## TASK PROMPT
Look in the material below for the line holding "pub struct Evaluation". Set it down exactly, with each later line up to and including the line holding "mutate the lists.".

───

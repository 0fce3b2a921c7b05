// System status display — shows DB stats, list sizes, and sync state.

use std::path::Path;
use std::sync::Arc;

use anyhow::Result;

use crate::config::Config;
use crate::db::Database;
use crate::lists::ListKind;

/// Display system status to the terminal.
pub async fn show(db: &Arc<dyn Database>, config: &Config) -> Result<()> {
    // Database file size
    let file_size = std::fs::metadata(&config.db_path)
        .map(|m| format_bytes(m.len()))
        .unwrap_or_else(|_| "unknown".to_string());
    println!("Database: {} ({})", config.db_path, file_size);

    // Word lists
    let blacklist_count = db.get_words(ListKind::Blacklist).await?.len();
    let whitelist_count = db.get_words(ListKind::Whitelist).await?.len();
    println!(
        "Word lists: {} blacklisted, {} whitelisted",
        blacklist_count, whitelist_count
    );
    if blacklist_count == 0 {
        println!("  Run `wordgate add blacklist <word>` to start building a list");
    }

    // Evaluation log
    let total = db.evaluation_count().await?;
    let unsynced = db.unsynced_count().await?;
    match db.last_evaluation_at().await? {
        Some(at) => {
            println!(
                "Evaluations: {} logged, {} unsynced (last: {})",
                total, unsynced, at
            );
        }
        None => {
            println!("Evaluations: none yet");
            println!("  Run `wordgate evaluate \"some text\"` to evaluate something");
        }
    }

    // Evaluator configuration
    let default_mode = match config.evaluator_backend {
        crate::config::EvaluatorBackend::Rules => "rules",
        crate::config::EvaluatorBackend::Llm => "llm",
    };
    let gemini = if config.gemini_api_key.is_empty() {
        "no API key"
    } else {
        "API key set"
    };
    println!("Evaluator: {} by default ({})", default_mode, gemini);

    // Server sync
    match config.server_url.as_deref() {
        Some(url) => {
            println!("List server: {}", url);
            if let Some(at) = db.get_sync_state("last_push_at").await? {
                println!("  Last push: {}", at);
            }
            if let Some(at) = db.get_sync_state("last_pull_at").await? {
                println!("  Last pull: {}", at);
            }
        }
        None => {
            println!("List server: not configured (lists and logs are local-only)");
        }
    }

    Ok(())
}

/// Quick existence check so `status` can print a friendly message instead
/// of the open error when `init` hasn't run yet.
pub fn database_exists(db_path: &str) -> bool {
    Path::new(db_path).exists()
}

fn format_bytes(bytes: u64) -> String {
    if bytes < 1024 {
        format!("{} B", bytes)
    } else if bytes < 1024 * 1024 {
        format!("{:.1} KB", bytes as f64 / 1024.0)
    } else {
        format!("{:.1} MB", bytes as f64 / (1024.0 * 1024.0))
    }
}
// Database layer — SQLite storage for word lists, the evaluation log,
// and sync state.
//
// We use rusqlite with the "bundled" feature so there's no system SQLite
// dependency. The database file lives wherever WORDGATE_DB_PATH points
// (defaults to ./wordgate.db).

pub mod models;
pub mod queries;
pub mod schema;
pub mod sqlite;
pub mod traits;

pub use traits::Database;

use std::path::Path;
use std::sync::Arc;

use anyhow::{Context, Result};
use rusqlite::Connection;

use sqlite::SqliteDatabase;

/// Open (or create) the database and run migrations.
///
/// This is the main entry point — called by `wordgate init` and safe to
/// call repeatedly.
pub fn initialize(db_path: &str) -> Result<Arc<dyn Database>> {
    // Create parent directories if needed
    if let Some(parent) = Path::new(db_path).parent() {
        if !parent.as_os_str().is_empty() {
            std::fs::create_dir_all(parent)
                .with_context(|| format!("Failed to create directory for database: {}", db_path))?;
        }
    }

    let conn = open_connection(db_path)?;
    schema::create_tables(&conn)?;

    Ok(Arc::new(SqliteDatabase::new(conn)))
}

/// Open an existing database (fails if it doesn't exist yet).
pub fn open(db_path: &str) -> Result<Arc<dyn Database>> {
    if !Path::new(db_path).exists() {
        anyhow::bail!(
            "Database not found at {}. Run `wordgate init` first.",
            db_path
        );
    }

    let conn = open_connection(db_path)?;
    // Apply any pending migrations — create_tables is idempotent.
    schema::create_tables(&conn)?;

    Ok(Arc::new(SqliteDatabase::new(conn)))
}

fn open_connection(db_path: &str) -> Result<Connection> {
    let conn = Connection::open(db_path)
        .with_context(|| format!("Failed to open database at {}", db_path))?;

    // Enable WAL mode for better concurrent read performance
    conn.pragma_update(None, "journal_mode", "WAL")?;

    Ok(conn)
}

───

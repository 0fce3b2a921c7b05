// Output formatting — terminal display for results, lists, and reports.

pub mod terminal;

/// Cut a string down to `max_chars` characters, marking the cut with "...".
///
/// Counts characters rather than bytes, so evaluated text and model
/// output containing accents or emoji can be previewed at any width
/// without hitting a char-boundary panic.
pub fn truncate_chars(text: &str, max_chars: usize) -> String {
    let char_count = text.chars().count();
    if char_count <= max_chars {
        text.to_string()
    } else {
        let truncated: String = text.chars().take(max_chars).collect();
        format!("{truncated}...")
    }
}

───

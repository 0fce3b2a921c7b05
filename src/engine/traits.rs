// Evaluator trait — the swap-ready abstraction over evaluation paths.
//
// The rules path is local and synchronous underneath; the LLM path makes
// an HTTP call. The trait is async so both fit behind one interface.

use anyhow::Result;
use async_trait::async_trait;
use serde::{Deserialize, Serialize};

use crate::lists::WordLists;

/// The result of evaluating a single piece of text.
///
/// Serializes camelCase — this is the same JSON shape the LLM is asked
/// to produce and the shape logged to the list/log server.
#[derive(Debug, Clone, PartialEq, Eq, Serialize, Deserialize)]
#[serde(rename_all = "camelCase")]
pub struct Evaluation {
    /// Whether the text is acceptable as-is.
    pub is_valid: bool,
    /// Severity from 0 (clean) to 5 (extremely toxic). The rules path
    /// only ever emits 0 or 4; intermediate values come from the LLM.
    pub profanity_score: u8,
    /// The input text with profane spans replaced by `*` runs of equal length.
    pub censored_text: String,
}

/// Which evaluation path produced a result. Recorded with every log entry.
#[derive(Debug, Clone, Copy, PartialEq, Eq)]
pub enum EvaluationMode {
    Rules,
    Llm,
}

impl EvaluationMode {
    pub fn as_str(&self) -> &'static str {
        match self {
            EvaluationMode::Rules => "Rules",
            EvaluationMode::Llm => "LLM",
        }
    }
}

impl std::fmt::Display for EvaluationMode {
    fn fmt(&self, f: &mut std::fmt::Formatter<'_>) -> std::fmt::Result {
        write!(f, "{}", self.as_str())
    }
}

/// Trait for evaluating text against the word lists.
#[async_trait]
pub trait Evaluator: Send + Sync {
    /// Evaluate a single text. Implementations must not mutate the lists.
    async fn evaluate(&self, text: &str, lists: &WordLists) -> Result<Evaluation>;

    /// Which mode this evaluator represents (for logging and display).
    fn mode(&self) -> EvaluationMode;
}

───

## RESULT FOR THIS EXERCISE
pub struct Evaluation {
    /// Whether the text is acceptable as-is.
    pub is_valid: bool,
    /// Severity from 0 (clean) to 5 (extremely toxic). The rules path
    /// only ever emits 0 or 4; intermediate values come from the LLM.
    pub profanity_score: u8,
    /// The input text with profane spans replaced by `*` runs of equal length.
    pub censored_text: String,
}

/// Which evaluation path produced a result. Recorded with every log entry.
#[derive(Debug, Clone, Copy, PartialEq, Eq)]
pub enum EvaluationMode {
    Rules,
    Llm,
}

impl EvaluationMode {
    pub fn as_str(&self) -> &'static str {
        match self {
            EvaluationMode::Rules => "Rules",
            EvaluationMode::Llm => "LLM",
        }
    }
}

impl std::fmt::Display for EvaluationMode {
    fn fmt(&self, f: &mut std::fmt::Formatter<'_>) -> std::fmt::Result {
        write!(f, "{}", self.as_str())
    }
}

/// Trait for evaluating text against the word lists.
#[async_trait]
pub trait Evaluator: Send + Sync {
    /// Evaluate a single text. Implementations must not mutate the lists.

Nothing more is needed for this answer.